**ABOUT THIS TASK:**
Read each line of the material and note whether it contains "with". Give the number of such lines and nothing else.

**RECORD EXTRACTS:**
--- START ---

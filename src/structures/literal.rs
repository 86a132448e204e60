/*!
Literals, aka. atoms paired with a (boolean) polarity.

A literal with positive polarity asserts its atom, and a literal with negative polarity denies its atom.
Two literals are *complementary* when they share an atom and differ in polarity, and a complementary pair supplies the pivot of a [resolution](crate::resolution) step.

An example:

```rust
# use entrench::structures::literal::Literal;
let literal = Literal::new("p", true);

assert!(literal.polarity());
assert_eq!(literal.atom(), "p");
assert_eq!(literal.negated(), Literal::new("p", false));
assert!(literal.complements(&literal.negated()));
assert_eq!(format!("{literal}"), "p");
assert_eq!(format!("{}", literal.negated()), "~p");
```

Literals are ordered by atom and then polarity, with the (Rust default) ordering of 'false' being (strictly) less than 'true'.
And, literals are hashable in order to allow for straightforward membership tests on derived clauses during resolution.
*/

use crate::structures::atom::Atom;

/// An atom paired with a polarity.
#[derive(Clone, Debug, PartialEq, Eq, PartialOrd, Ord, Hash)]
pub struct Literal {
    /// The atom of the literal.
    atom: Atom,

    /// The polarity of the literal.
    polarity: bool,
}

impl Literal {
    /// A fresh literal, specified by pairing an atom with a polarity.
    pub fn new(atom: impl Into<Atom>, polarity: bool) -> Self {
        Literal {
            atom: atom.into(),
            polarity,
        }
    }

    /// The atom of the literal.
    pub fn atom(&self) -> &str {
        &self.atom
    }

    /// The polarity of the literal.
    pub fn polarity(&self) -> bool {
        self.polarity
    }

    /// The negation of the literal.
    pub fn negated(&self) -> Self {
        Literal {
            atom: self.atom.clone(),
            polarity: !self.polarity,
        }
    }

    /// Whether the literal and `other` are complementary (same atom, opposite polarity).
    pub fn complements(&self, other: &Self) -> bool {
        self.atom == other.atom && self.polarity != other.polarity
    }
}

impl std::fmt::Display for Literal {
    fn fmt(&self, f: &mut std::fmt::Formatter<'_>) -> std::fmt::Result {
        match self.polarity {
            true => write!(f, "{}", self.atom),
            false => write!(f, "~{}", self.atom),
        }
    }
}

--- END ---

**PROBLEM SOLUTION:**
5